Enclosure, Leana, Co. Clare
Co. Clare |
Enclosures
In a field in Leana, County Clare, there is an ancient enclosure that no longer exists above ground, yet can still be seen from space.
The site, roughly subcircular in shape and measuring approximately 40 metres north to south and 37 metres east to west, survives only as a faint ghost: the compressed traces of a broad bank, perhaps 10 metres wide, pressed flat into what is now ordinary improved pasture.

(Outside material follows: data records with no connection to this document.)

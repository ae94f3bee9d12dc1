//! The device state machine.
//!
//! Instruction events are discrete; the device state between them is
//! reconstructed by replaying a deterministic transition function. The
//! transition table is total over the classified enums, so exhaustiveness is
//! checked at compile time; rows that do not classify never reach this
//! module (see `event::classify`).

use crate::event::{InstructionEvent, SwitchStatus, Target};
use chrono::{DateTime, Duration, Utc};
use serde::{Deserialize, Serialize};

/// Active lighting scene. Only meaningful while `power` is on.
#[derive(Debug, Clone, Copy, PartialEq, Eq, Hash, Serialize, Deserialize)]
#[serde(rename_all = "SCREAMING_SNAKE_CASE")]
pub enum Scene {
    Auto,
    TaskHori,
    TaskVert,
    LightShower,
}

/// Continuous multi-field device state.
#[derive(Debug, Clone, Copy, PartialEq, Eq, Serialize, Deserialize)]
pub struct DeviceState {
    pub power: SwitchStatus,
    pub scene: Scene,
    pub settings: SwitchStatus,
}

impl Default for DeviceState {
    fn default() -> Self {
        Self {
            power: SwitchStatus::Off,
            scene: Scene::Auto,
            settings: SwitchStatus::Off,
        }
    }
}

/// Apply one instruction to a state.
///
/// Selecting a scene implies the device is powered and the settings menu is
/// closed. Deselecting a scene falls back to automatic mode. A restart
/// resets scene and settings but leaves power untouched.
pub fn transition(state: DeviceState, instruction: &InstructionEvent) -> DeviceState {
    let mut next = state;
    match instruction.target {
        Target::PowerPresence | Target::PowerManual => {
            next.power = instruction.status;
        }
        Target::LightShower | Target::TaskHori | Target::TaskVert => {
            next.power = SwitchStatus::On;
            next.settings = SwitchStatus::Off;
            next.scene = match instruction.status {
                SwitchStatus::On => match instruction.target {
                    Target::LightShower => Scene::LightShower,
                    Target::TaskHori => Scene::TaskHori,
                    _ => Scene::TaskVert,
                },
                SwitchStatus::Off => Scene::Auto,
            };
        }
        Target::Settings => {
            next.settings = instruction.status;
        }
        Target::Restart => {
            next.scene = Scene::Auto;
            next.settings = SwitchStatus::Off;
        }
    }
    next
}

/// Fold the transition function over ordered events, one sample per event.
pub fn replay(
    events: &[InstructionEvent],
    initial: DeviceState,
) -> Vec<(DateTime<Utc>, DeviceState)> {
    let mut state = initial;
    events
        .iter()
        .map(|event| {
            state = transition(state, event);
            (event.timestamp, state)
        })
        .collect()
}

/// A reconstructed state series over a query window.
///
/// The first sample sits at the window's lower bound; `until` bounds the
/// last run when the series is turned into intervals or resampled.
#[derive(Debug, Clone, PartialEq, Eq)]
pub struct StateSeries {
    pub samples: Vec<(DateTime<Utc>, DeviceState)>,
    pub until: DateTime<Utc>,
}

impl StateSeries {
    /// Forward-fill the series at a fixed step from its first sample up to
    /// (and including) `until`. Last value held, never interpolated.
    pub fn resample(&self, step: Duration) -> Vec<(DateTime<Utc>, DeviceState)> {
        debug_assert!(step > Duration::zero());

        let mut resampled = Vec::new();
        let Some(&(first_ts, _)) = self.samples.first() else {
            return resampled;
        };

        let mut ts = first_ts;
        let mut idx = 0;
        while ts <= self.until {
            while idx + 1 < self.samples.len() && self.samples[idx + 1].0 <= ts {
                idx += 1;
            }
            resampled.push((ts, self.samples[idx].1));
            ts += step;
        }
        resampled
    }
}

/// Reconstruct the state series for `[begin, end]` from a device's full,
/// ordered instruction stream.
///
/// The synthetic sample at `begin` is the last pre-window instruction
/// applied to the default state, or the plain default when no prior
/// instruction exists.
pub fn state_series(
    instructions: &[InstructionEvent],
    begin: DateTime<Utc>,
    end: DateTime<Utc>,
) -> StateSeries {
    debug_assert!(begin <= end);
    debug_assert!(instructions.windows(2).all(|w| w[0].timestamp <= w[1].timestamp));

    let prior = instructions.iter().filter(|e| e.timestamp < begin).last();
    let initial = match prior {
        Some(event) => transition(DeviceState::default(), event),
        None => DeviceState::default(),
    };

    let in_window: Vec<InstructionEvent> = instructions
        .iter()
        .filter(|e| e.timestamp >= begin && e.timestamp <= end)
        .copied()
        .collect();

    let mut samples = vec![(begin, initial)];
    samples.extend(replay(&in_window, initial));

    StateSeries { samples, until: end }
}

The enclosure was recorded on the first edition of the Ordnance Survey six-inch map in 1842, marked with hachures, the small radiating lines surveyors used to indicate an earthwork or raised feature. It appeared again on the Cassini edition of the same map in 1920, still present, still worth noting. By the time anyone went to look in 1998, it had been levelled. Agricultural improvement, the process of draining, ploughing, and smoothing land to maximise its productivity, claimed the monument at some point in the intervening decades. A nearby mound, recorded on the Ordnance Survey maps just 10 metres to the west-northwest of the enclosure, has also been levelled. The two losses together suggest a small but meaningful cluster of antiquity that once occupied this corner of Clare, now gone from the ground entirely.

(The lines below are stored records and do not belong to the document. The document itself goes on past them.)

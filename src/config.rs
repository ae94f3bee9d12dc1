//! Configuration for the lighttrace engine.

use crate::engine::AggregationOptions;
use chrono::Duration;
use serde::{Deserialize, Serialize};
use std::path::PathBuf;

/// Main configuration: reconstruction thresholds and day-bucketing timezone.
#[derive(Debug, Clone, Serialize, Deserialize)]
pub struct Config {
    /// Largest heartbeat gap (in seconds) still considered connected
    pub max_delay_secs: u64,

    /// Step (in seconds) for forward-fill resampling of state series
    pub resample_step_secs: u64,

    /// IANA timezone name used for calendar-day bucketing
    pub timezone: String,

    /// Day exclusion thresholds
    pub exclusion: ExclusionConfig,
}

impl Default for Config {
    fn default() -> Self {
        Self {
            max_delay_secs: 120, // 2 minutes
            resample_step_secs: 1,
            timezone: "UTC".to_string(),
            exclusion: ExclusionConfig::default(),
        }
    }
}

impl Config {
    /// Load configuration from the default location.
    pub fn load() -> Result<Self, ConfigError> {
        let config_path = Self::config_path();

        if config_path.exists() {
            let content = std::fs::read_to_string(&config_path)
                .map_err(|e| ConfigError::IoError(e.to_string()))?;
            let config: Config = serde_json::from_str(&content)
                .map_err(|e| ConfigError::ParseError(e.to_string()))?;
            config.validate()?;
            Ok(config)
        } else {
            Ok(Self::default())
        }
    }

    /// Save configuration to the default location.
    pub fn save(&self) -> Result<(), ConfigError> {
        let config_path = Self::config_path();

        // Ensure parent directory exists
        if let Some(parent) = config_path.parent() {
            std::fs::create_dir_all(parent).map_err(|e| ConfigError::IoError(e.to_string()))?;
        }

        let content = serde_json::to_string_pretty(self)
            .map_err(|e| ConfigError::SerializeError(e.to_string()))?;

        std::fs::write(&config_path, content).map_err(|e| ConfigError::IoError(e.to_string()))?;

        Ok(())
    }

    /// Get the path to the configuration file.
    pub fn config_path() -> PathBuf {
        dirs::config_dir()
            .unwrap_or_else(|| PathBuf::from("."))
            .join("lighttrace")
            .join("config.json")
    }

    /// Reject values that would make downstream computations degenerate.
    ///
    /// A zero resampling step would make forward-fill loop forever.
    pub fn validate(&self) -> Result<(), ConfigError> {
        if self.resample_step_secs == 0 {
            return Err(ConfigError::ParseError(
                "resample_step_secs must be positive".to_string(),
            ));
        }
        Ok(())
    }

    pub fn max_delay(&self) -> Duration {
        Duration::seconds(self.max_delay_secs as i64)
    }

    pub fn resample_step(&self) -> Duration {
        Duration::seconds(self.resample_step_secs as i64)
    }

    /// Resolve into engine aggregation options.
    pub fn aggregation_options(&self) -> Result<AggregationOptions, ConfigError> {
        let timezone: chrono_tz::Tz = self
            .timezone
            .parse()
            .map_err(|_| ConfigError::ParseError(format!("unknown timezone: {}", self.timezone)))?;

        Ok(AggregationOptions {
            max_delay: self.max_delay(),
            timezone,
            max_disconnected: Duration::seconds(self.exclusion.max_disconnected_secs as i64),
            max_gaze: Duration::seconds(self.exclusion.max_gaze_secs as i64),
        })
    }
}

/// Thresholds deciding which days are excluded from aggregate statistics.
#[derive(Debug, Clone, Serialize, Deserialize)]
pub struct ExclusionConfig {
    /// A day with more disconnected seconds than this is excluded
    pub max_disconnected_secs: u64,

    /// A day whose summed gaze durations exceed this many seconds is excluded
    pub max_gaze_secs: u64,
}

impl Default for ExclusionConfig {
    fn default() -> Self {
        Self {
            max_disconnected_secs: 6 * 3600,  // 6 hours
            max_gaze_secs: 30 * 3600,         // 30 hours
        }
    }
}

/// Configuration errors.
#[derive(Debug)]
pub enum ConfigError {
    IoError(String),
    ParseError(String),
    SerializeError(String),
}

impl std::fmt::Display for ConfigError {
    fn fmt(&self, f: &mut std::fmt::Formatter<'_>) -> std::fmt::Result {
        match self {
            ConfigError::IoError(e) => write!(f, "IO error: {e}"),
            ConfigError::ParseError(e) => write!(f, "Parse error: {e}"),
            ConfigError::SerializeError(e) => write!(f, "Serialize error: {e}"),
        }
    }
}

impl std::error::Error for ConfigError {}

What makes the site quietly arresting is that satellite imagery from successive years, 1995, the early 2010s, and as recently as 2018, continues to reveal the enclosure's outline. The broad bank may have been flattened, but differential growth in the grass above it traces the old circuit with enough consistency to be legible from above. It is an odd form of survival: invisible to someone walking across the field, yet readable to anyone looking down.